(Stored items)
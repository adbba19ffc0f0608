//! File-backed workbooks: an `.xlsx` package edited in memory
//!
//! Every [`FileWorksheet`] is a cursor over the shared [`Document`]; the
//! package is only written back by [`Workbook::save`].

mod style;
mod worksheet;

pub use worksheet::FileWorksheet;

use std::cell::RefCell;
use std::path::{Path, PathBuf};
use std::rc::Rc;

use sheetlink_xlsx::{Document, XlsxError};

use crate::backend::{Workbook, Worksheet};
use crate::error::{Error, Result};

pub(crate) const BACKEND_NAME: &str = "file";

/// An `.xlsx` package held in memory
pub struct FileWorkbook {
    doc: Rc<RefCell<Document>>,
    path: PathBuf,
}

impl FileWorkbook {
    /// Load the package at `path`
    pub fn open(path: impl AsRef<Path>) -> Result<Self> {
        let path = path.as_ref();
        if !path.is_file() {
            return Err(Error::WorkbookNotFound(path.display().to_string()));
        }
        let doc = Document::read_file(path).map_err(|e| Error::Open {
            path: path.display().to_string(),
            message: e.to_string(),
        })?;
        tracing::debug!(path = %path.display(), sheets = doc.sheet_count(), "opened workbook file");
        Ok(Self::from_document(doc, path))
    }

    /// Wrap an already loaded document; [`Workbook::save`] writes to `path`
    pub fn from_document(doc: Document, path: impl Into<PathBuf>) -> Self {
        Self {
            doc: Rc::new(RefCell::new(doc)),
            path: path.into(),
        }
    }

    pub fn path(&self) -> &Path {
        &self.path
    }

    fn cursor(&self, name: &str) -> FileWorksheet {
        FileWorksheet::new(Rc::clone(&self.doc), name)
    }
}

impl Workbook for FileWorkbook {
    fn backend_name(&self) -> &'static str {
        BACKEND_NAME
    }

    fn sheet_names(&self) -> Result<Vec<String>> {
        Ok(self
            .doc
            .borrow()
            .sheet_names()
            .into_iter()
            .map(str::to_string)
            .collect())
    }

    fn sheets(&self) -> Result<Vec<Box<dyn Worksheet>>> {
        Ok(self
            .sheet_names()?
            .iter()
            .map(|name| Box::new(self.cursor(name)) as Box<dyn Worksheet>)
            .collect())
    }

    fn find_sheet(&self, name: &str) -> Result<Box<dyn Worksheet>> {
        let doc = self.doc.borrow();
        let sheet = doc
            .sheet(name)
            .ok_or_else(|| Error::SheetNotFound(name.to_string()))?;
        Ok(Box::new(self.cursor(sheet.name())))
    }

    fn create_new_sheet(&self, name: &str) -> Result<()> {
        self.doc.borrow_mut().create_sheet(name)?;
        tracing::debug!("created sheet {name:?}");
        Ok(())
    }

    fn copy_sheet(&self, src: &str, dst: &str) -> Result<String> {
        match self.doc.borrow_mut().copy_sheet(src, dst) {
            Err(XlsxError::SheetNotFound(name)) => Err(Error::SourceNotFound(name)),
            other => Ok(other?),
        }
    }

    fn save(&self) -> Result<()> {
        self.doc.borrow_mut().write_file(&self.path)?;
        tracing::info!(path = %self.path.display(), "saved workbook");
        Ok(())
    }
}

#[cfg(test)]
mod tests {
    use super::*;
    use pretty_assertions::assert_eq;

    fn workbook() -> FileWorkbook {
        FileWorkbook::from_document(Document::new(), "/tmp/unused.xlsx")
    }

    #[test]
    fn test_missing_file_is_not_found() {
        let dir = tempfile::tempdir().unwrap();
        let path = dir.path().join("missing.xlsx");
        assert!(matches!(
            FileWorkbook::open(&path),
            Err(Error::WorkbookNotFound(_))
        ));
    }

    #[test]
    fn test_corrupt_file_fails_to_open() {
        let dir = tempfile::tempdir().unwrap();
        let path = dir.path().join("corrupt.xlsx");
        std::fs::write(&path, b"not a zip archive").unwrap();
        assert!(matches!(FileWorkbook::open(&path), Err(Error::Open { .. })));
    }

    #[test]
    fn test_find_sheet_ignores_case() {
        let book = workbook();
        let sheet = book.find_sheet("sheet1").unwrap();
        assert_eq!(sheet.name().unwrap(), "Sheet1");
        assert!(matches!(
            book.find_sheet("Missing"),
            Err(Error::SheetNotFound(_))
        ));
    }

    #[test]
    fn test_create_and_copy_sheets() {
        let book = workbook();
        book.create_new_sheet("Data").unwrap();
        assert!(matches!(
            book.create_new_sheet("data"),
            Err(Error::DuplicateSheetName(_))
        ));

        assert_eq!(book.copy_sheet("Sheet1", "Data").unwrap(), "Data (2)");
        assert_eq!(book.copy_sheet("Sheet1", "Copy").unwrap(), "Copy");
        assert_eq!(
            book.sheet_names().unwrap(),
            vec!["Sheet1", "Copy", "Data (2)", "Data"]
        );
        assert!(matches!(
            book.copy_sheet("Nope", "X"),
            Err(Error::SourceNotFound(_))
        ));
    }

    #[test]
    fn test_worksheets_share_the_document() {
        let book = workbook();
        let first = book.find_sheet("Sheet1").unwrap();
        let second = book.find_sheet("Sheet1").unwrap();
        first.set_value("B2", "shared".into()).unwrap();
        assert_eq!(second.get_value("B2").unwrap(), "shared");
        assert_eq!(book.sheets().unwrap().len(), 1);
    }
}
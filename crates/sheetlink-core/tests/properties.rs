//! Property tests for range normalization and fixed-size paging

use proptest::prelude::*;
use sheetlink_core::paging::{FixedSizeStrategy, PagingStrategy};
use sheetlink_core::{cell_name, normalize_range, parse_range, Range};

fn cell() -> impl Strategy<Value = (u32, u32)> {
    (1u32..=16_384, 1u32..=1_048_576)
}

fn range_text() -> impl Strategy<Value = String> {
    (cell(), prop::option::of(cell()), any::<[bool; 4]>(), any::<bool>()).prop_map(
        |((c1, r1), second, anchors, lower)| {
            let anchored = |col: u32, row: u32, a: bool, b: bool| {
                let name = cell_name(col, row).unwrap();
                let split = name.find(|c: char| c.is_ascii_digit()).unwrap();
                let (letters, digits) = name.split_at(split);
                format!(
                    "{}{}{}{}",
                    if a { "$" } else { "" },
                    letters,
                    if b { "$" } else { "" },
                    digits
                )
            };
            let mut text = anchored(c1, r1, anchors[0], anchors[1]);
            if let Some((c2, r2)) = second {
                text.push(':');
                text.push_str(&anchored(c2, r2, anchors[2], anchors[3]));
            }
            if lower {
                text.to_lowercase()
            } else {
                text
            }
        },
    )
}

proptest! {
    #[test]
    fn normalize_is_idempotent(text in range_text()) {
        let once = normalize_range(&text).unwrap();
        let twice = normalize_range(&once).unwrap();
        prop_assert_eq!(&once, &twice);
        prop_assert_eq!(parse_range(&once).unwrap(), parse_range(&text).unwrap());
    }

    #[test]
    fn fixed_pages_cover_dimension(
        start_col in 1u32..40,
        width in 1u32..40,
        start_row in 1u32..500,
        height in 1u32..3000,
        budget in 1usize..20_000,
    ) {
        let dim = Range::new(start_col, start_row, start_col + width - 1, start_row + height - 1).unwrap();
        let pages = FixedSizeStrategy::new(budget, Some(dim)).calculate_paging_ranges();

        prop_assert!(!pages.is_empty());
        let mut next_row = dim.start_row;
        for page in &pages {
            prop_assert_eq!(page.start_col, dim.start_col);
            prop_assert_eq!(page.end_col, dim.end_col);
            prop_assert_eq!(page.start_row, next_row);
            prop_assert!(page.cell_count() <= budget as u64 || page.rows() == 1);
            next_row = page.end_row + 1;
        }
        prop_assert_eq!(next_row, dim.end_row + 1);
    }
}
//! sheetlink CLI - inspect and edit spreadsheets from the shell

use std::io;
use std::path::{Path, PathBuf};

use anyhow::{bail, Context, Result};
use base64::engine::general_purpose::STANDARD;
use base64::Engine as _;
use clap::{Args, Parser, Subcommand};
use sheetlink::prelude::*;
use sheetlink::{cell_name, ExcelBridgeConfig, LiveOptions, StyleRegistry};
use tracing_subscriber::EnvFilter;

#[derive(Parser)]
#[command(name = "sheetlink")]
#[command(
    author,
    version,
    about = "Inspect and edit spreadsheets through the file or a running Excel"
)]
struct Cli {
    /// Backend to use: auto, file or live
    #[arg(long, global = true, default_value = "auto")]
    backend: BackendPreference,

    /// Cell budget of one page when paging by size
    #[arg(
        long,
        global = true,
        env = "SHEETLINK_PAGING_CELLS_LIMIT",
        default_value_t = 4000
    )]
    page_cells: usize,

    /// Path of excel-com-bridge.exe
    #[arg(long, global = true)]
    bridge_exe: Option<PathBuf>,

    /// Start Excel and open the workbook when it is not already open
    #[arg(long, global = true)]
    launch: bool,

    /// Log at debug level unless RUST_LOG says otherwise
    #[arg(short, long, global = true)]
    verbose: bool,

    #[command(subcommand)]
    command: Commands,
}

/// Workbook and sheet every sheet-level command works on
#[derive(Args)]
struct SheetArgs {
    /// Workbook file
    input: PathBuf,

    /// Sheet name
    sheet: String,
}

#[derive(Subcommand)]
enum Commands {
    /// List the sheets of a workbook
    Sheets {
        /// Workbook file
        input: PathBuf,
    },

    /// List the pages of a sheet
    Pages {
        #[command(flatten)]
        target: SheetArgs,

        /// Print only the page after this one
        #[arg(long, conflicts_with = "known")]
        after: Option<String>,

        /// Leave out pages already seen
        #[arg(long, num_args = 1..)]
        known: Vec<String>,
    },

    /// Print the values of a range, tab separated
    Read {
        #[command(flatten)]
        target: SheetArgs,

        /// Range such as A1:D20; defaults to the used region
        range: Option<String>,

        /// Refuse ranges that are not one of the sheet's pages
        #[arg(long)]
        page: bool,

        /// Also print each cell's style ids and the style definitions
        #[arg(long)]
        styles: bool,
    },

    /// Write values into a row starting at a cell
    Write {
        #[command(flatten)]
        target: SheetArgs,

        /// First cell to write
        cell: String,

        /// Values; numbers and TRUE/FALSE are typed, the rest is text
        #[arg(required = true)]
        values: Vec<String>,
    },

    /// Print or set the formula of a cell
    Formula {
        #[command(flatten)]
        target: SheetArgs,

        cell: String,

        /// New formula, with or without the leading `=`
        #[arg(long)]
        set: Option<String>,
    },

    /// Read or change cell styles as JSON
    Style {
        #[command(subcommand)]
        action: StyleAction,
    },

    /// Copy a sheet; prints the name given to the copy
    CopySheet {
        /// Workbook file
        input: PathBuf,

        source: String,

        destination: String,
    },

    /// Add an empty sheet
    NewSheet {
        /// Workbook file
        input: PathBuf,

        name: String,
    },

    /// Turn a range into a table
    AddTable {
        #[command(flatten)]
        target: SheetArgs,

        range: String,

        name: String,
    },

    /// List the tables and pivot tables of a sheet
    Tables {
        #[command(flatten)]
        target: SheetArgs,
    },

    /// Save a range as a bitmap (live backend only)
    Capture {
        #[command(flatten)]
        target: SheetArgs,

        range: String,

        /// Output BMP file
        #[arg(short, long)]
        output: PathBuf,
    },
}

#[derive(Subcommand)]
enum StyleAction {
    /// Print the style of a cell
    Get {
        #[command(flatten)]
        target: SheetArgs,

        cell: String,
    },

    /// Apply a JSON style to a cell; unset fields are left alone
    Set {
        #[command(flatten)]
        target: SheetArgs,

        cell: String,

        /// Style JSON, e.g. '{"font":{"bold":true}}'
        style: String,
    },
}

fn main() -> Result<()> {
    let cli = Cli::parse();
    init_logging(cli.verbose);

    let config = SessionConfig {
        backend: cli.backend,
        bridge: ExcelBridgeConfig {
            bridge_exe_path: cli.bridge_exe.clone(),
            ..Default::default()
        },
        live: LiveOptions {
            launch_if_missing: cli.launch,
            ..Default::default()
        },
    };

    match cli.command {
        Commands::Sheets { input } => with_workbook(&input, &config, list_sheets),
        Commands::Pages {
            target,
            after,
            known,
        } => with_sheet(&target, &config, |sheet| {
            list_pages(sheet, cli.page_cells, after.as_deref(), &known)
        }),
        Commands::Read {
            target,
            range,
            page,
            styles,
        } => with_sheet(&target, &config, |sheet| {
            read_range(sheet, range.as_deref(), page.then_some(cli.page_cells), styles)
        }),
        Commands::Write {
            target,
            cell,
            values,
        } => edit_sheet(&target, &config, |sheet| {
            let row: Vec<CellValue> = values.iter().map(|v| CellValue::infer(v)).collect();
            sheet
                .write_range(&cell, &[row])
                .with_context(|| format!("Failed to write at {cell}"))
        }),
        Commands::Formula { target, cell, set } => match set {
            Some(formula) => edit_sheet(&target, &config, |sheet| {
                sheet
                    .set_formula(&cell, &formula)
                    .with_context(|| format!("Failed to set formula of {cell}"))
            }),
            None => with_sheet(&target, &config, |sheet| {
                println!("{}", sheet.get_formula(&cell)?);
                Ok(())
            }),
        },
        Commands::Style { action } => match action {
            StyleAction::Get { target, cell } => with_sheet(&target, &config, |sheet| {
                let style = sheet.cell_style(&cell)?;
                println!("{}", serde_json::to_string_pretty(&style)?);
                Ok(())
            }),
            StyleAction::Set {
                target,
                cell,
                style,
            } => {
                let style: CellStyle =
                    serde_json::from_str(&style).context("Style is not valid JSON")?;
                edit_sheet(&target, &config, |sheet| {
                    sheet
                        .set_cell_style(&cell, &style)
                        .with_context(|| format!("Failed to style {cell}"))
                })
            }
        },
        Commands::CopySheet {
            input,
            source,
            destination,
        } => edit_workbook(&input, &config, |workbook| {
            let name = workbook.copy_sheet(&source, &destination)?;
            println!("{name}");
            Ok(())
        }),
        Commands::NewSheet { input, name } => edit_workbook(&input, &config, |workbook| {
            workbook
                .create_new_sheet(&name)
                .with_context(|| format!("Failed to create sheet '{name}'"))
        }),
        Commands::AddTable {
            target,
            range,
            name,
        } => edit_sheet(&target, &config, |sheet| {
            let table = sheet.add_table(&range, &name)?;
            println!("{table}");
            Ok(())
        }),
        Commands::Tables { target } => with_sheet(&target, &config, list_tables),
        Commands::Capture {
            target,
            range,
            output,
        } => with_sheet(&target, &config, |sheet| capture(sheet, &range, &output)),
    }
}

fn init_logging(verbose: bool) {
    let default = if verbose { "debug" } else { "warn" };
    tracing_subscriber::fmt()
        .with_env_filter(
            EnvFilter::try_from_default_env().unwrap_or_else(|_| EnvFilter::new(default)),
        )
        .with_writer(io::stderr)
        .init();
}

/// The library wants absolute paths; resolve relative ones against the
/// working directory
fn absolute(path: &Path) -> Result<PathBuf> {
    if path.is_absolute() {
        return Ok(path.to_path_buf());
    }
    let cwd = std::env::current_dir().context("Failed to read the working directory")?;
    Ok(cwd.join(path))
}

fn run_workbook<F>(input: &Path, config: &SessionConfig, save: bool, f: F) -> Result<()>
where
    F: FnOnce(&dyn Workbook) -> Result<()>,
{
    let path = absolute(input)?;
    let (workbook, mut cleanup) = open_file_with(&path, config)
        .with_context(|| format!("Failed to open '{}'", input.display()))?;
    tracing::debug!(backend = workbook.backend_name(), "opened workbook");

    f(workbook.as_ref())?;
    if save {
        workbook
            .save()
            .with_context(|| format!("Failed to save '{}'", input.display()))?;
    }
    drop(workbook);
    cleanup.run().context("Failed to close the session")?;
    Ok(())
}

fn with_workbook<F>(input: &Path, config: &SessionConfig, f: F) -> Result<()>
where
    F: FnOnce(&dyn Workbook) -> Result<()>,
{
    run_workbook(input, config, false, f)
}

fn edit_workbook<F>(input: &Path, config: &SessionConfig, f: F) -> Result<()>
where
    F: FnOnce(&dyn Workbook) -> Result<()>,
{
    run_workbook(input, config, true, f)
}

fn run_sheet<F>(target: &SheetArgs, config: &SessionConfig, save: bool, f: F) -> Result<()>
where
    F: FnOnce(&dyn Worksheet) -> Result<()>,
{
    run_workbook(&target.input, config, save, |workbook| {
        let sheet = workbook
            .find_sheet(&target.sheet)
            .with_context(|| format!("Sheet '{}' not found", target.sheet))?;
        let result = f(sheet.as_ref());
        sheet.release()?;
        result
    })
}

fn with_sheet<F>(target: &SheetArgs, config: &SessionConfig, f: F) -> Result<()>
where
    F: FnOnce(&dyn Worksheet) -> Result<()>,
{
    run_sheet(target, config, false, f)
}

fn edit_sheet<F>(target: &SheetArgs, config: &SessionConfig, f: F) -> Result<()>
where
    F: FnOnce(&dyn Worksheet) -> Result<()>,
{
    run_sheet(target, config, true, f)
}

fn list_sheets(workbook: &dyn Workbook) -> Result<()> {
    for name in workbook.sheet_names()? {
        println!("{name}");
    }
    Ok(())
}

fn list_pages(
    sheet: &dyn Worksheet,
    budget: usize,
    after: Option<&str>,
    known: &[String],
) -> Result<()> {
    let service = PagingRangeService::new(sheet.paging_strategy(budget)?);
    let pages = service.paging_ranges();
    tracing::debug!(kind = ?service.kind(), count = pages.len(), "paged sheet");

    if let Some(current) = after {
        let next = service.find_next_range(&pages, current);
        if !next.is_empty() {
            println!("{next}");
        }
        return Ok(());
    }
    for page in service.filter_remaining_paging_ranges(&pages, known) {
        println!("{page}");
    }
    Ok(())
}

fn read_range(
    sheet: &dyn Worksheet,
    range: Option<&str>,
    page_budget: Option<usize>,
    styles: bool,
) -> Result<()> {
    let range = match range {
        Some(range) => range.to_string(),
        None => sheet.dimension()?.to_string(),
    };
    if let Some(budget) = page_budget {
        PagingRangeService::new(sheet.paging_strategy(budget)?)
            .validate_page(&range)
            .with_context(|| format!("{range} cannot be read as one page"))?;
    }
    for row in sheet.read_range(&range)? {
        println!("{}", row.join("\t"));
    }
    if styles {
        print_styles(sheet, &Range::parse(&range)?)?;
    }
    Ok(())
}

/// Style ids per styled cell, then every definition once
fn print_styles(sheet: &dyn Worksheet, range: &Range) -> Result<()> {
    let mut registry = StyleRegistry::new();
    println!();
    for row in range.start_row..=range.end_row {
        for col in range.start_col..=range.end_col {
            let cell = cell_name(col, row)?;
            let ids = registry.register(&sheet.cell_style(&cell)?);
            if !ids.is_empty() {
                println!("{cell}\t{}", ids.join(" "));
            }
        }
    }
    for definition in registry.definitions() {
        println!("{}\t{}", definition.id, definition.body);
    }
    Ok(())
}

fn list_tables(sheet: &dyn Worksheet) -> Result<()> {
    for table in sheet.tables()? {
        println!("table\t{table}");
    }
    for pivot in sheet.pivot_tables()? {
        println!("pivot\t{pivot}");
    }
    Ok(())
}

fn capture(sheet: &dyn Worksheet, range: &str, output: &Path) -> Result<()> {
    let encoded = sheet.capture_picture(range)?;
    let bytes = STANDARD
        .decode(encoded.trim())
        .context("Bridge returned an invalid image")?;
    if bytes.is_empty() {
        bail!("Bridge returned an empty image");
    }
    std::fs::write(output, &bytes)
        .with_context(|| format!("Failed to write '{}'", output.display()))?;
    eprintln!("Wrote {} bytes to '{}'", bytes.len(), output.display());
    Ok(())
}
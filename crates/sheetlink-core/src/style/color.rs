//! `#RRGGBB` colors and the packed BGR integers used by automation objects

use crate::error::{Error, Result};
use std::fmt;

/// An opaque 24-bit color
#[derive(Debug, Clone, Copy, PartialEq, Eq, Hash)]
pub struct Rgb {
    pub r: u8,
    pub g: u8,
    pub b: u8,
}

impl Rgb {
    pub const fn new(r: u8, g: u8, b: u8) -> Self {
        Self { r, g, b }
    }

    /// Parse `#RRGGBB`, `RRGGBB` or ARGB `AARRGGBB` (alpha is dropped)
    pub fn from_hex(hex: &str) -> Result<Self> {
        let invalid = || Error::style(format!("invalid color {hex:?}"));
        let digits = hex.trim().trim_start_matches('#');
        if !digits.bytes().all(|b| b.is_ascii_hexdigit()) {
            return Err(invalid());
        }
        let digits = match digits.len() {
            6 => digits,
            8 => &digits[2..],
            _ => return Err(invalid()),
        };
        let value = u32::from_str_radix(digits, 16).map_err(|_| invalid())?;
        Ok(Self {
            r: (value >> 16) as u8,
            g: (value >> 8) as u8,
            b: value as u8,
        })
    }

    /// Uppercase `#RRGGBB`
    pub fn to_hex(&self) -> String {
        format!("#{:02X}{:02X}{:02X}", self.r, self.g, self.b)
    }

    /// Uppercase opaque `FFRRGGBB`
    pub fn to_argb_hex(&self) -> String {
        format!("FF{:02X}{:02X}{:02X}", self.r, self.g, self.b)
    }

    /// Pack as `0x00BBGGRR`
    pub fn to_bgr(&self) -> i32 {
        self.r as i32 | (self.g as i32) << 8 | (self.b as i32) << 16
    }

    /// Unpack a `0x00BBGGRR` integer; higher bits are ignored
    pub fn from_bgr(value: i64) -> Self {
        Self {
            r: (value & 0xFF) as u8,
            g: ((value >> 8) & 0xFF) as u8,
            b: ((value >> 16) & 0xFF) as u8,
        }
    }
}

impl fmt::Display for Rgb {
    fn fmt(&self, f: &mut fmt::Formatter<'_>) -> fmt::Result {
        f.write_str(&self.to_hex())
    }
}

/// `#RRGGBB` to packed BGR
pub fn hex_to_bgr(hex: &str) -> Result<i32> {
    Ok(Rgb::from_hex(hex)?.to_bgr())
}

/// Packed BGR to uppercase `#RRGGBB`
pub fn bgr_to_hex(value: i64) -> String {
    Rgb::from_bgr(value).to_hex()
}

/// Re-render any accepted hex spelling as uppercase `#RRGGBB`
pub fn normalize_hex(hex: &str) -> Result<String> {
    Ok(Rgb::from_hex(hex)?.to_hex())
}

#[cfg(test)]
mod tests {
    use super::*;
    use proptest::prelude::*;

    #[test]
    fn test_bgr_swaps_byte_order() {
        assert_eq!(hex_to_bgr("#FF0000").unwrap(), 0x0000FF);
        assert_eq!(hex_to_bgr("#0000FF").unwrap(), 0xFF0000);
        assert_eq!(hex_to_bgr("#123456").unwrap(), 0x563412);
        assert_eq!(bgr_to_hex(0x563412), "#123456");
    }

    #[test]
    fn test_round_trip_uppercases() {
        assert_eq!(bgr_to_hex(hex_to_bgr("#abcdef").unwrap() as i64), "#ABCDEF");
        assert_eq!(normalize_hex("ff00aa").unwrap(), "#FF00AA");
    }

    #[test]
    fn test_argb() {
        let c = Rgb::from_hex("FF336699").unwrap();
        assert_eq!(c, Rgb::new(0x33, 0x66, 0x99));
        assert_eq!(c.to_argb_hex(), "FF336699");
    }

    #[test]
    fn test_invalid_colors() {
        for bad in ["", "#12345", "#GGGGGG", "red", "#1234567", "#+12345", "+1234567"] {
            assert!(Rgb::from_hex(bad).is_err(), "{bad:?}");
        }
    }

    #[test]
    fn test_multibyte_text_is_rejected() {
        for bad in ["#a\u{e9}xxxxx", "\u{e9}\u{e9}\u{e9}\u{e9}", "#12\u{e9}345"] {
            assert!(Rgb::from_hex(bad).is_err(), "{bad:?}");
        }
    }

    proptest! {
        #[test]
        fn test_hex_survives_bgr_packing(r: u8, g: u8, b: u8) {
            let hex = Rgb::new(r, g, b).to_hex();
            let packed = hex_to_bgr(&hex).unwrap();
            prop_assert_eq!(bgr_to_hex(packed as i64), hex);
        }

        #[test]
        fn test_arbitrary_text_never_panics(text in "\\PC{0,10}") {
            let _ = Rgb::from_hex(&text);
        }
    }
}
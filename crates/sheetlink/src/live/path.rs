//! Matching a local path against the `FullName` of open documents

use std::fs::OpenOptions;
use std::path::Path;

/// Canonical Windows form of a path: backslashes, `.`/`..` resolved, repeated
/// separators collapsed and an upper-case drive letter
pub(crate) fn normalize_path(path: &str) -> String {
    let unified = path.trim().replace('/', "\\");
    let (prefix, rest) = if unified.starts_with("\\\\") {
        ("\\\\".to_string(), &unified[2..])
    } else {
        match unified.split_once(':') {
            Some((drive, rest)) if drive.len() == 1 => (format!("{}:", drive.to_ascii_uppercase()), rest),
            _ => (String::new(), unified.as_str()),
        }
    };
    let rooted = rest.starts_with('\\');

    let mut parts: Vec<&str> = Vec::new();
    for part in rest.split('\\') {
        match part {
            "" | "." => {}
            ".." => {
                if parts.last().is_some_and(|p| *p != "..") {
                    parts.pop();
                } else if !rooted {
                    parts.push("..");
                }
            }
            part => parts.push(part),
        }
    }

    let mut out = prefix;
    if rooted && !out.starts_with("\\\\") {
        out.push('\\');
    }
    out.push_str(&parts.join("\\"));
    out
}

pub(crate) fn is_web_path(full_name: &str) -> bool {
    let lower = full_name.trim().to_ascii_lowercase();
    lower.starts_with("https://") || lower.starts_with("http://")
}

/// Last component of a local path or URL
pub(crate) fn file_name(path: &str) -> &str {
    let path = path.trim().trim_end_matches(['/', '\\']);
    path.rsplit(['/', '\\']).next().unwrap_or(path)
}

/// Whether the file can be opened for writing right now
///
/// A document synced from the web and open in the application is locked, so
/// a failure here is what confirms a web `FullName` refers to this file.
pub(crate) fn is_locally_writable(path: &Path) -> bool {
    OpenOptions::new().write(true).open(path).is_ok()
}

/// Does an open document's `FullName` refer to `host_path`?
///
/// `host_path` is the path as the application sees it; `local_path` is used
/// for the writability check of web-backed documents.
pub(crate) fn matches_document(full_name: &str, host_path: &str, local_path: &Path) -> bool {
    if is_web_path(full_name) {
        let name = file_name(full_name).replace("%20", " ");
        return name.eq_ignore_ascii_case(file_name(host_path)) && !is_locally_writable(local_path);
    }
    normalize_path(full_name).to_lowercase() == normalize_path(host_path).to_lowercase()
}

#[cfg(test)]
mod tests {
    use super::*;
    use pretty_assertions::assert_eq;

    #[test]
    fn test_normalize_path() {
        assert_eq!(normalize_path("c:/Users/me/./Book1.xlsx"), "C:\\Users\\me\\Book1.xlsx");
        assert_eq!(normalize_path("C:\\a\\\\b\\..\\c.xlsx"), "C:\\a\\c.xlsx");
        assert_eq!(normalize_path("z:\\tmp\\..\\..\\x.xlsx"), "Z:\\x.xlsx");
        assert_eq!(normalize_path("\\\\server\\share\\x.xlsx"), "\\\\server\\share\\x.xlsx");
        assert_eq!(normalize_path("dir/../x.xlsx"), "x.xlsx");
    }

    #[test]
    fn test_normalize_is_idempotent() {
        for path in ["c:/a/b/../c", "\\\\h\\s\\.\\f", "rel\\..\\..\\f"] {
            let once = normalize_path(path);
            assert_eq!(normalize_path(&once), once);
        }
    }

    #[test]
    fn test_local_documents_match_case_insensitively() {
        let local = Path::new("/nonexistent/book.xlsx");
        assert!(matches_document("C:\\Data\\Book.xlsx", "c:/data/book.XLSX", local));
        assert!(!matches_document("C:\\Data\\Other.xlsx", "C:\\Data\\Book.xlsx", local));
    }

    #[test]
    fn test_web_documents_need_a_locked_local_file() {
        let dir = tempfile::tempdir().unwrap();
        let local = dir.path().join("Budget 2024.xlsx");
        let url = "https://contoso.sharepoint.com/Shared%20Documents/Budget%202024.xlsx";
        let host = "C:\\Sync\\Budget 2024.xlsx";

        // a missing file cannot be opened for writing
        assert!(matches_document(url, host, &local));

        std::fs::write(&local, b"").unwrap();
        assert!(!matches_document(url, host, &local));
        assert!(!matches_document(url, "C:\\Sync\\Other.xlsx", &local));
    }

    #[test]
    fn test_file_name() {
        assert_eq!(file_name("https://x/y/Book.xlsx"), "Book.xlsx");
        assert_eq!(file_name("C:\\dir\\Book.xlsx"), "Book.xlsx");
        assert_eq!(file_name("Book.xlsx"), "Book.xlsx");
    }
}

▸ **Prompt**: Give again, exactly as written, the lines running from the first line of the data above through the line that contains "pub fn open(path: impl".

▸ **Answer below**:
repository adbba19ffc0f0608
//! File-backed workbooks: an `.xlsx` package edited in memory
//!
//! Every [`FileWorksheet`] is a cursor over the shared [`Document`]; the
//! package is only written back by [`Workbook::save`].

mod style;
mod worksheet;

pub use worksheet::FileWorksheet;

use std::cell::RefCell;
use std::path::{Path, PathBuf};
use std::rc::Rc;

use sheetlink_xlsx::{Document, XlsxError};

use crate::backend::{Workbook, Worksheet};
use crate::error::{Error, Result};

pub(crate) const BACKEND_NAME: &str = "file";

/// An `.xlsx` package held in memory
pub struct FileWorkbook {
    doc: Rc<RefCell<Document>>,
    path: PathBuf,
}

impl FileWorkbook {
    /// Load the package at `path`
    pub fn open(path: impl AsRef<Path>) -> Result<Self> {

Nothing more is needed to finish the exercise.